» PROBLEM TO WORK ON: Search the records for the string "Header" and return each line that has it.

----- DATA RECORDS

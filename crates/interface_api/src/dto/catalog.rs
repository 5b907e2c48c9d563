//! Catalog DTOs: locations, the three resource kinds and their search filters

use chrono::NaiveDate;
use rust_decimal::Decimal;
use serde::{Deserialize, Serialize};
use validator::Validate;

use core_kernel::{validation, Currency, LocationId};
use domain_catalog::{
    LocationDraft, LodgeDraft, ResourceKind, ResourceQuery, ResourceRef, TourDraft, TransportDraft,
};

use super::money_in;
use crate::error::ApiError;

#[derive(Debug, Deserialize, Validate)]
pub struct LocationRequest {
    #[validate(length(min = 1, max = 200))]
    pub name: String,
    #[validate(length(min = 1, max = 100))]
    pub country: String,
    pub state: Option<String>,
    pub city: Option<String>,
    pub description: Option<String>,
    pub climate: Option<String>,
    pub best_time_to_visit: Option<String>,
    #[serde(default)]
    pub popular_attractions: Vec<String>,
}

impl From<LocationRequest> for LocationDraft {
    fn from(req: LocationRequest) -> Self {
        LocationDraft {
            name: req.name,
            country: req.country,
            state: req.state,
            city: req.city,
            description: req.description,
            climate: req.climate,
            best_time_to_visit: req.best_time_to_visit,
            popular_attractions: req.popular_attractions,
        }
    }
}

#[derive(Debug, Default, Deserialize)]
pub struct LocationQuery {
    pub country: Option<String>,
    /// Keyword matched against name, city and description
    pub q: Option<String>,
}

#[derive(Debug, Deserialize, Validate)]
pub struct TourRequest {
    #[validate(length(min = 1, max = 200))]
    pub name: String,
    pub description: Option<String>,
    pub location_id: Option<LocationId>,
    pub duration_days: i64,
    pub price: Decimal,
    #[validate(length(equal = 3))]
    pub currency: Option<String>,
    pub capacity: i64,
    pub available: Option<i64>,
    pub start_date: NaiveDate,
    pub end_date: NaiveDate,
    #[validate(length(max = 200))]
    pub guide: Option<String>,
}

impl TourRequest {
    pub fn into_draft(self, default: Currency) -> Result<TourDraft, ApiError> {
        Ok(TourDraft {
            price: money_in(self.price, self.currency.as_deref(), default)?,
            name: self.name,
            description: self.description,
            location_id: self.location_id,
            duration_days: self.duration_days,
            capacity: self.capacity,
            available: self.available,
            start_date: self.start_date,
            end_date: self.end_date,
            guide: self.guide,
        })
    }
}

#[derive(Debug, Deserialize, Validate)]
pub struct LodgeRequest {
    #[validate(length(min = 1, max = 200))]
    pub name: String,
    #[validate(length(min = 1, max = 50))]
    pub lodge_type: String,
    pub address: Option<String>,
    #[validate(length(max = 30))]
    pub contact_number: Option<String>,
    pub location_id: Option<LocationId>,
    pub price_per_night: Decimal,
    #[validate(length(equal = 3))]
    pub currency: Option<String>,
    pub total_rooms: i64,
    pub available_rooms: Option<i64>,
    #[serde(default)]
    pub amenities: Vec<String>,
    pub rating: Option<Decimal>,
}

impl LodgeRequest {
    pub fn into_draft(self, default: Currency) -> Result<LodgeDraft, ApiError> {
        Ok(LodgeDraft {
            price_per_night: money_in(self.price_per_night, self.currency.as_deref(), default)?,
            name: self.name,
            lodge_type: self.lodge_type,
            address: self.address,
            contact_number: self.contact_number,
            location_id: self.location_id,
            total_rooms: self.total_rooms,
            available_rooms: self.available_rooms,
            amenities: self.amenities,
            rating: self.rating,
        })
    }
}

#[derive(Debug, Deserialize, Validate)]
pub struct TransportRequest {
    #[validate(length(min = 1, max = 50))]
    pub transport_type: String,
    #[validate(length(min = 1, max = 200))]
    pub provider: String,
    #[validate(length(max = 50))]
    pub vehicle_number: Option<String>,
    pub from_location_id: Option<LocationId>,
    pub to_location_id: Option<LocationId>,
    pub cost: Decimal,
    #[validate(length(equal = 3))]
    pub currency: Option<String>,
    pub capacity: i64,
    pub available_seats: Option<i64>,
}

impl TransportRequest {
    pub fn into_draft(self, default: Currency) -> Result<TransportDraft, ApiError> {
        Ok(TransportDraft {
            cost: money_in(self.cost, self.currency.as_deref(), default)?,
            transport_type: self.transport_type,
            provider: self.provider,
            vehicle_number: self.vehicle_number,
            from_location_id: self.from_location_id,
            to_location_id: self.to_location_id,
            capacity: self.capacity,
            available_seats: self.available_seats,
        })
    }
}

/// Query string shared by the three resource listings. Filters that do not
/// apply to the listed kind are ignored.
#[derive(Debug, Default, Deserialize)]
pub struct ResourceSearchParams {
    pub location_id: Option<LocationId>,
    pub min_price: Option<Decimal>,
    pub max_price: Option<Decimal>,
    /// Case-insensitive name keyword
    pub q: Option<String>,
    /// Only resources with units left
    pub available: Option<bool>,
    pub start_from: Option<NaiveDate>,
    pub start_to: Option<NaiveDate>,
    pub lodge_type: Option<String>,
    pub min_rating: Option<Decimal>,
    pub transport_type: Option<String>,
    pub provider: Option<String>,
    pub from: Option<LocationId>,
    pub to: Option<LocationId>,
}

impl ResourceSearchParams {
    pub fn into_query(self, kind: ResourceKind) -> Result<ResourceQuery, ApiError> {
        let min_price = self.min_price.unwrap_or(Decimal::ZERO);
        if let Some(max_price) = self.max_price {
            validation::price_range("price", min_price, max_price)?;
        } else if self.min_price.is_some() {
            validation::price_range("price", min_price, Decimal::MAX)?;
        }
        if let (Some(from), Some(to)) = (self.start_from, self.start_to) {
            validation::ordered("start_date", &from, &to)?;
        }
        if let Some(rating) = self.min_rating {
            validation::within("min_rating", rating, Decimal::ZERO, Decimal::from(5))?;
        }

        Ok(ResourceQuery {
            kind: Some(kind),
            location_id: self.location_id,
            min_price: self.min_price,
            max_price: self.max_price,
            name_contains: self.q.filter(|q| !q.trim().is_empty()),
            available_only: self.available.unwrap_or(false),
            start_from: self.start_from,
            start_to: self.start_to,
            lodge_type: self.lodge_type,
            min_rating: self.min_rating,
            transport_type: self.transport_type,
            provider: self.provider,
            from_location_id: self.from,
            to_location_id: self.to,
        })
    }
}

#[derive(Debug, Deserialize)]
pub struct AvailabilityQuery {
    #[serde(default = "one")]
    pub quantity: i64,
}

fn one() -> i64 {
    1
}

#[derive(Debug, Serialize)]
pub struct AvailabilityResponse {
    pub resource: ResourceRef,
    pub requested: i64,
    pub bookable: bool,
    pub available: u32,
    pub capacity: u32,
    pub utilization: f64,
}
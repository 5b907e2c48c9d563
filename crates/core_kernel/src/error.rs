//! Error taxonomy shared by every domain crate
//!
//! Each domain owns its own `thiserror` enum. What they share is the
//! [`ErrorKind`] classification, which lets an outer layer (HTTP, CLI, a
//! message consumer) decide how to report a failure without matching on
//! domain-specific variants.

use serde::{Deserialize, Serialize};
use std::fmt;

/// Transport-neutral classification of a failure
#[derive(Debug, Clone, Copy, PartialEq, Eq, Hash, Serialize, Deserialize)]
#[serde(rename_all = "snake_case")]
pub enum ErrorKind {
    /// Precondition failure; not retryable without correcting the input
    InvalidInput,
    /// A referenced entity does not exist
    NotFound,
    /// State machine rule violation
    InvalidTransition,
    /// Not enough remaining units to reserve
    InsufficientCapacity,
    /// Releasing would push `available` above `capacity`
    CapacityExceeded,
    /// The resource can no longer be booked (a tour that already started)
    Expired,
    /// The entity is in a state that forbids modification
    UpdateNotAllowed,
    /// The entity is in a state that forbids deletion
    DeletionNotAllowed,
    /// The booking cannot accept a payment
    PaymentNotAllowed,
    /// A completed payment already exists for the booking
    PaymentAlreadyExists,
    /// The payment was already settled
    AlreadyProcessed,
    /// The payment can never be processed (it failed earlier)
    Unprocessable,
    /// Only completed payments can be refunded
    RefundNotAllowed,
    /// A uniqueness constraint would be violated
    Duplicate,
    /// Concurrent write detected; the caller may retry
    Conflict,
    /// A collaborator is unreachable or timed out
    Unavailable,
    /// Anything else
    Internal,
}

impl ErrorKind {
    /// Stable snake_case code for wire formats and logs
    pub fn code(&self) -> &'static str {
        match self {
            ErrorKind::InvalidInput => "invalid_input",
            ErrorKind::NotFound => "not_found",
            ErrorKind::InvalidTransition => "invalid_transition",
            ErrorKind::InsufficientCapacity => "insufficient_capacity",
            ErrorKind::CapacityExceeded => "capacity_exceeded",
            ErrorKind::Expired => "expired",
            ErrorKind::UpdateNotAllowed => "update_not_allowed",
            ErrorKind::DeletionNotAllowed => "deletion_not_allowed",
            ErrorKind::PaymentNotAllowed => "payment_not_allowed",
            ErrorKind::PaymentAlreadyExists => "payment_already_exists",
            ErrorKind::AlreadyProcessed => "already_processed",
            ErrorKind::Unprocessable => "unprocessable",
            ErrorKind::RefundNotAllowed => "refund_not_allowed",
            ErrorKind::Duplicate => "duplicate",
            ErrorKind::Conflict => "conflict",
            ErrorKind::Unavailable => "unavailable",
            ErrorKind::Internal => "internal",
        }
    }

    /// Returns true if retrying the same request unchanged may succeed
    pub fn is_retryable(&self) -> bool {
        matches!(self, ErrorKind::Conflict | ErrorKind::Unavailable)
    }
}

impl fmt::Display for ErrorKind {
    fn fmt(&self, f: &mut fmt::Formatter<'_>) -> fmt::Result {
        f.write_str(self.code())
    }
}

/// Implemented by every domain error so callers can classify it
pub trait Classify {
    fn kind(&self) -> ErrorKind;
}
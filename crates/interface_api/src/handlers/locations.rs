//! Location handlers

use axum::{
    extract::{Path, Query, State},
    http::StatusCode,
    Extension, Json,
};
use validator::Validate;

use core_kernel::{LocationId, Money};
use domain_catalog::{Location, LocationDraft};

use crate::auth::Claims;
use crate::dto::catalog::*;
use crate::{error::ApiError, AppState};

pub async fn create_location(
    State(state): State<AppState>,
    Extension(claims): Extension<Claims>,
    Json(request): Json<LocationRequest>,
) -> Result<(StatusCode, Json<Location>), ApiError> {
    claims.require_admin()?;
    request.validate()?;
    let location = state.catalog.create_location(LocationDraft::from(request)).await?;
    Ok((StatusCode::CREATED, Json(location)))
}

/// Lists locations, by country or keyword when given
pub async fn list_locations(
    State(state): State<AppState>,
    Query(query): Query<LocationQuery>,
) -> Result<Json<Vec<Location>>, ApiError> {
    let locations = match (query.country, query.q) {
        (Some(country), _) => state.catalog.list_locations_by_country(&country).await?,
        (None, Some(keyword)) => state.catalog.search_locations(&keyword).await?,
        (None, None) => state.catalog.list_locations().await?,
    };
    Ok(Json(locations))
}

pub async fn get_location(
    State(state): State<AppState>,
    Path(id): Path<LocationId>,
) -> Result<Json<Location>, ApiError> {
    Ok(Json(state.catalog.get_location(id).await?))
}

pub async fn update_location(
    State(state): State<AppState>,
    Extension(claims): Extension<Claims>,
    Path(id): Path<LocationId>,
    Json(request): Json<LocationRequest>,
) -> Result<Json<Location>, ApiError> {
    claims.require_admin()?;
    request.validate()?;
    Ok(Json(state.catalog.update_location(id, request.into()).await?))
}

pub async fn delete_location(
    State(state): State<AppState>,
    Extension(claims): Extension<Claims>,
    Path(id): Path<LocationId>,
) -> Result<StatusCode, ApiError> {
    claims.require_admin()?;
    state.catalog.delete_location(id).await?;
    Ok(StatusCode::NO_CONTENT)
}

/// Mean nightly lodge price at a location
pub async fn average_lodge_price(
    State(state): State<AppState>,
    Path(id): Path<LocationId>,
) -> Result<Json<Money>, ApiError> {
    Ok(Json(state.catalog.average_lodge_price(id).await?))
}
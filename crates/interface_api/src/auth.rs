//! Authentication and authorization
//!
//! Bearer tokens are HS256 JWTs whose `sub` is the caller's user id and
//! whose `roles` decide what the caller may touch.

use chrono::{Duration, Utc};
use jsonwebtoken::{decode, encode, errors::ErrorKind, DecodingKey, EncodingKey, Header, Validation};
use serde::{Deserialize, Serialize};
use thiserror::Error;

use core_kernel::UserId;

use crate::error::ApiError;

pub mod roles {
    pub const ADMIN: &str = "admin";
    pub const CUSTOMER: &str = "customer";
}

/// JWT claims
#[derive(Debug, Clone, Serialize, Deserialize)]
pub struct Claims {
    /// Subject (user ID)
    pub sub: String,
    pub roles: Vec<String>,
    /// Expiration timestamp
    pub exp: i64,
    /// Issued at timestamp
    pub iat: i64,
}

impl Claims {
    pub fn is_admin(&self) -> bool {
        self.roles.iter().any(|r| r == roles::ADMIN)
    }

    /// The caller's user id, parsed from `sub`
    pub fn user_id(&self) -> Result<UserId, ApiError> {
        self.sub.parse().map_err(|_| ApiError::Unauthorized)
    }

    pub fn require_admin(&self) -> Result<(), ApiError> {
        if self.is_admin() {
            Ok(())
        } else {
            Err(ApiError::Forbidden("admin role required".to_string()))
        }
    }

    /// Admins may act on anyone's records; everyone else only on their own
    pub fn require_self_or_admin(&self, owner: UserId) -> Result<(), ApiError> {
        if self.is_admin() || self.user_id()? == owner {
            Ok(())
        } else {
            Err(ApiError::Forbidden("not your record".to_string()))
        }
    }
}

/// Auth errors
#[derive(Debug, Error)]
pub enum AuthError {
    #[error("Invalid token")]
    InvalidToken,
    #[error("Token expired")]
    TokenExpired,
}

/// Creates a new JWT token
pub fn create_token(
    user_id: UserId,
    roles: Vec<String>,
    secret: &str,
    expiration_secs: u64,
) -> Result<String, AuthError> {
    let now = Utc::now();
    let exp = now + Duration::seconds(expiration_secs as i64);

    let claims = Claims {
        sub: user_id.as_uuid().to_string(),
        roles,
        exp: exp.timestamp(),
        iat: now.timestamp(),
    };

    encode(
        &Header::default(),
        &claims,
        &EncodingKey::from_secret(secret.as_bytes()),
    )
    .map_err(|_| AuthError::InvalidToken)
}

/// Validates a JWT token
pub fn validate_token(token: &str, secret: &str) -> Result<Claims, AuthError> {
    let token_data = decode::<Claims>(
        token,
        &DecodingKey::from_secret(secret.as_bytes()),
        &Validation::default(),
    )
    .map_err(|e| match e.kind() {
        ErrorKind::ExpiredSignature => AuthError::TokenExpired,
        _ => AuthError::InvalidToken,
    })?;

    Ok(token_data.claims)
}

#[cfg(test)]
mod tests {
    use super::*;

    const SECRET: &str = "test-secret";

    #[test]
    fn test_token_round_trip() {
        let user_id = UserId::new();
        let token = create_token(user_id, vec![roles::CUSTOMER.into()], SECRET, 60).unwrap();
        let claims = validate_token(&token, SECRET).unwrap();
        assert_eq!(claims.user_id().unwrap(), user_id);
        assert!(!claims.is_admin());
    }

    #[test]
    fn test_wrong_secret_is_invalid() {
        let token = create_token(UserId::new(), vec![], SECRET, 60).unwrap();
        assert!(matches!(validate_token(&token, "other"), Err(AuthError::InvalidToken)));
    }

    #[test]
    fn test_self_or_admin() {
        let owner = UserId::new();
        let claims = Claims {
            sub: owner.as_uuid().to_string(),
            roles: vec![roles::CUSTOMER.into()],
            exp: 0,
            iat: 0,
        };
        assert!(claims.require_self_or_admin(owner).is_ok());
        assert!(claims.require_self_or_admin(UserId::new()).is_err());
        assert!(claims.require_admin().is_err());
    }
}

----------

» EXPECTED ANSWER:
use jsonwebtoken::{decode, encode, errors::ErrorKind, DecodingKey, EncodingKey, Header, Validation};
        &Header::default(),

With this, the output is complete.